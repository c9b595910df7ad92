use std::collections::HashSet;

use serde_json::{Map, Value, json};

use pugstats::aggregate::AggregatedStats;
use pugstats::game_stats::SingleGameStats;
use pugstats::model::ClassType;

fn player(team: &str, class: &str, dmg: u32, heal: u32, kills: u32) -> Value {
    json!({
        "team": team,
        "class_stats": [{"type": class, "total_time": 1800}],
        "kills": kills,
        "assists": 0,
        "deaths": 0,
        "dmg": dmg,
        "heal": heal,
        "hr": 0,
        "as": 0,
        "cpc": 0,
    })
}

/// A 30-minute log, so dpm == dmg / 30.
fn log(red_score: u32, blue_score: u32, players: Vec<(&str, Value)>) -> Value {
    let players: Map<String, Value> = players
        .into_iter()
        .map(|(id, p)| (id.to_string(), p))
        .collect();
    json!({
        "length": 1800,
        "teams": {"Red": {"score": red_score}, "Blue": {"score": blue_score}},
        "players": players,
        "info": {"date": 1529000000},
    })
}

fn build_games(logs: &[(u64, Value)]) -> Vec<SingleGameStats> {
    logs.iter()
        .map(|(id, log)| SingleGameStats::from_log(*id, log).unwrap())
        .collect()
}

fn tracked(ids: &[&str]) -> HashSet<String> {
    ids.iter().map(|s| s.to_string()).collect()
}

#[test]
fn tie_match_counts_no_wins_but_contributes_damage() {
    let games = build_games(&[(
        1,
        log(
            3,
            3,
            vec![
                ("[U:1:1]", player("Red", "soldier", 6000, 0, 20)),
                ("[U:1:2]", player("Red", "scout", 6000, 0, 20)),
                ("[U:1:3]", player("Blue", "soldier", 6000, 0, 20)),
                ("[U:1:4]", player("Blue", "demoman", 6000, 0, 20)),
            ],
        ),
    )]);
    let aggregated = AggregatedStats::new(
        &games,
        &tracked(&["[U:1:1]", "[U:1:2]", "[U:1:3]", "[U:1:4]"]),
    );

    assert_eq!(aggregated.player_stats.len(), 4);
    for stats in aggregated.player_stats.values() {
        assert_eq!(stats.game_result_counts.wins, 0);
        assert_eq!(stats.game_result_counts.losses, 0);
        assert_eq!(stats.game_result_counts.ties, 1);
        assert!(stats.win_rate.is_none());
        assert_eq!(stats.average_dpm, Some(200.0));
    }
}

#[test]
fn leaderboard_retains_all_tied_winners() {
    let games = build_games(&[
        (
            10,
            log(
                3,
                1,
                vec![
                    ("[U:1:1]", player("Red", "soldier", 9000, 0, 30)),
                    ("[U:1:2]", player("Blue", "scout", 7500, 0, 12)),
                ],
            ),
        ),
        (
            11,
            log(
                1,
                3,
                vec![
                    ("[U:1:2]", player("Red", "scout", 6000, 0, 30)),
                    ("[U:1:3]", player("Blue", "demoman", 6600, 0, 10)),
                ],
            ),
        ),
    ]);
    let aggregated = AggregatedStats::new(&games, &tracked(&["[U:1:1]", "[U:1:2]", "[U:1:3]"]));

    let max_kills = aggregated
        .max_stats
        .iter()
        .find(|s| s.name == "Max Kills")
        .unwrap();
    assert_eq!(max_kills.winners.len(), 2);
    let ids: Vec<&str> = max_kills
        .winners
        .iter()
        .map(|w| w.steam_id.as_str())
        .collect();
    assert!(ids.contains(&"[U:1:1]"));
    assert!(ids.contains(&"[U:1:2]"));
    assert!(
        max_kills
            .winners
            .iter()
            .all(|w| w.value.value.as_number() == Some(30.0))
    );
}

#[test]
fn leaderboard_winner_links_back_to_its_game() {
    let games = build_games(&[
        (
            20,
            log(
                3,
                1,
                vec![
                    ("[U:1:1]", player("Red", "soldier", 7500, 0, 10)),
                    ("[U:1:2]", player("Blue", "scout", 6000, 0, 10)),
                ],
            ),
        ),
        (
            21,
            log(
                1,
                3,
                vec![
                    ("[U:1:1]", player("Red", "soldier", 12000, 0, 10)),
                    ("[U:1:2]", player("Blue", "scout", 6000, 0, 10)),
                ],
            ),
        ),
    ]);
    let aggregated = AggregatedStats::new(&games, &tracked(&["[U:1:1]", "[U:1:2]"]));

    let max_dpm = aggregated
        .max_stats
        .iter()
        .find(|s| s.name == "Max DPM")
        .unwrap();
    assert_eq!(max_dpm.winners.len(), 1);
    let winner = &max_dpm.winners[0];
    assert_eq!(winner.steam_id, "[U:1:1]");
    assert_eq!(winner.value.value.as_number(), Some(400.0));
    assert_eq!(winner.value.log_id, 21);
}

#[test]
fn scrims_are_detected_per_side() {
    let roster = tracked(&[
        "[U:1:1]",
        "[U:1:2]",
        "[U:1:3]",
        "[U:1:4]",
        "[U:1:5]",
        "[U:1:6]",
    ]);

    // Four roster members on Red: an organized scrim.
    let stacked = build_games(&[(
        1,
        log(
            2,
            1,
            vec![
                ("[U:1:1]", player("Red", "soldier", 6000, 0, 10)),
                ("[U:1:2]", player("Red", "scout", 6000, 0, 10)),
                ("[U:1:3]", player("Red", "demoman", 6000, 0, 10)),
                ("[U:1:4]", player("Red", "medic", 600, 27000, 1)),
                ("[U:1:90]", player("Blue", "soldier", 6000, 0, 10)),
                ("[U:1:91]", player("Blue", "scout", 6000, 0, 10)),
            ],
        ),
    )]);
    assert!(stacked[0].is_scrim(&roster, 4));

    // Three per side does not meet the threshold on either side.
    let split = build_games(&[(
        2,
        log(
            2,
            1,
            vec![
                ("[U:1:1]", player("Red", "soldier", 6000, 0, 10)),
                ("[U:1:2]", player("Red", "scout", 6000, 0, 10)),
                ("[U:1:3]", player("Red", "demoman", 6000, 0, 10)),
                ("[U:1:4]", player("Blue", "soldier", 6000, 0, 10)),
                ("[U:1:5]", player("Blue", "scout", 6000, 0, 10)),
                ("[U:1:6]", player("Blue", "demoman", 6000, 0, 10)),
            ],
        ),
    )]);
    assert!(!split[0].is_scrim(&roster, 4));
}

#[test]
fn untracked_players_are_dropped_everywhere() {
    let games = build_games(&[(
        1,
        log(
            3,
            1,
            vec![
                ("[U:1:1]", player("Red", "soldier", 6000, 0, 10)),
                ("[U:1:99]", player("Blue", "scout", 12000, 0, 50)),
            ],
        ),
    )]);
    let aggregated = AggregatedStats::new(&games, &tracked(&["[U:1:1]"]));

    assert!(!aggregated.player_stats.contains_key("[U:1:99]"));
    for stat in &aggregated.max_stats {
        assert!(stat.winners.iter().all(|w| w.steam_id == "[U:1:1]"));
    }
}

#[test]
fn rollup_averages_span_games_and_roles() {
    let games = build_games(&[
        (
            1,
            log(
                3,
                1,
                vec![
                    ("[U:1:1]", player("Red", "soldier", 7500, 0, 10)),
                    ("[U:1:2]", player("Blue", "medic", 600, 27000, 1)),
                ],
            ),
        ),
        (
            2,
            log(
                1,
                3,
                vec![
                    ("[U:1:1]", player("Red", "soldier", 10500, 0, 10)),
                    ("[U:1:2]", player("Blue", "medic", 600, 30000, 1)),
                ],
            ),
        ),
    ]);
    let aggregated = AggregatedStats::new(&games, &tracked(&["[U:1:1]", "[U:1:2]"]));

    let soldier = &aggregated.player_stats["[U:1:1]"];
    assert_eq!(soldier.average_dpm, Some(300.0));
    assert_eq!(soldier.win_rate, Some(0.5));
    assert_eq!(soldier.per_class_dpm[&ClassType::Soldier], Some(300.0));
    assert_eq!(soldier.per_class_dpm[&ClassType::Scout], None);

    // The medic won game two and lost game one from Blue's perspective.
    let medic = &aggregated.player_stats["[U:1:2]"];
    assert_eq!(medic.average_hpm, Some(950.0));
    assert!(medic.average_dpm.is_none());
    assert_eq!(medic.win_rate, Some(0.5));
}

#[test]
fn unreliable_games_skip_the_rollup_but_not_leaderboards() {
    // Half-hour game the player left after ten minutes: playtime 600 of 1800.
    let late_joiner = json!({
        "team": "Red",
        "class_stats": [{"type": "scout", "total_time": 600}],
        "kills": 50,
        "assists": 0,
        "deaths": 0,
        "dmg": 9000,
        "heal": 0,
        "hr": 0,
        "as": 0,
        "cpc": 0,
    });
    let games = build_games(&[(
        1,
        log(
            3,
            1,
            vec![
                ("[U:1:1]", late_joiner),
                ("[U:1:2]", player("Blue", "soldier", 6000, 0, 10)),
            ],
        ),
    )]);
    let aggregated = AggregatedStats::new(&games, &tracked(&["[U:1:1]", "[U:1:2]"]));

    // Tracked players with no reliable games still get a (blank) aggregate.
    let unreliable = &aggregated.player_stats["[U:1:1]"];
    assert_eq!(unreliable.game_result_counts.total(), 0);
    assert!(unreliable.average_dpm.is_none());
    assert!(unreliable.win_rate.is_none());

    // Leaderboards scan the unfiltered records.
    let max_kills = aggregated
        .max_stats
        .iter()
        .find(|s| s.name == "Max Kills")
        .unwrap();
    assert_eq!(max_kills.winners.len(), 1);
    assert_eq!(max_kills.winners[0].steam_id, "[U:1:1]");
}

▶ **Instructions for the task**:
Repeat the records above line by line, from the first line through the line that contains "assert_eq!(stats.game_result_counts.wins, 0);".

▶ **Reply**:
repository c9b595910df7ad92
use std::collections::HashSet;

use serde_json::{Map, Value, json};

use pugstats::aggregate::AggregatedStats;
use pugstats::game_stats::SingleGameStats;
use pugstats::model::ClassType;

fn player(team: &str, class: &str, dmg: u32, heal: u32, kills: u32) -> Value {
    json!({
        "team": team,
        "class_stats": [{"type": class, "total_time": 1800}],
        "kills": kills,
        "assists": 0,
        "deaths": 0,
        "dmg": dmg,
        "heal": heal,
        "hr": 0,
        "as": 0,
        "cpc": 0,
    })
}

/// A 30-minute log, so dpm == dmg / 30.
fn log(red_score: u32, blue_score: u32, players: Vec<(&str, Value)>) -> Value {
    let players: Map<String, Value> = players
        .into_iter()
        .map(|(id, p)| (id.to_string(), p))
        .collect();
    json!({
        "length": 1800,
        "teams": {"Red": {"score": red_score}, "Blue": {"score": blue_score}},
        "players": players,
        "info": {"date": 1529000000},
    })
}

fn build_games(logs: &[(u64, Value)]) -> Vec<SingleGameStats> {
    logs.iter()
        .map(|(id, log)| SingleGameStats::from_log(*id, log).unwrap())
        .collect()
}

fn tracked(ids: &[&str]) -> HashSet<String> {
    ids.iter().map(|s| s.to_string()).collect()
}

#[test]
fn tie_match_counts_no_wins_but_contributes_damage() {
    let games = build_games(&[(
        1,
        log(
            3,
            3,
            vec![
                ("[U:1:1]", player("Red", "soldier", 6000, 0, 20)),
                ("[U:1:2]", player("Red", "scout", 6000, 0, 20)),
                ("[U:1:3]", player("Blue", "soldier", 6000, 0, 20)),
                ("[U:1:4]", player("Blue", "demoman", 6000, 0, 20)),
            ],
        ),
    )]);
    let aggregated = AggregatedStats::new(
        &games,
        &tracked(&["[U:1:1]", "[U:1:2]", "[U:1:3]", "[U:1:4]"]),
    );

    assert_eq!(aggregated.player_stats.len(), 4);
    for stats in aggregated.player_stats.values() {
        assert_eq!(stats.game_result_counts.wins, 0);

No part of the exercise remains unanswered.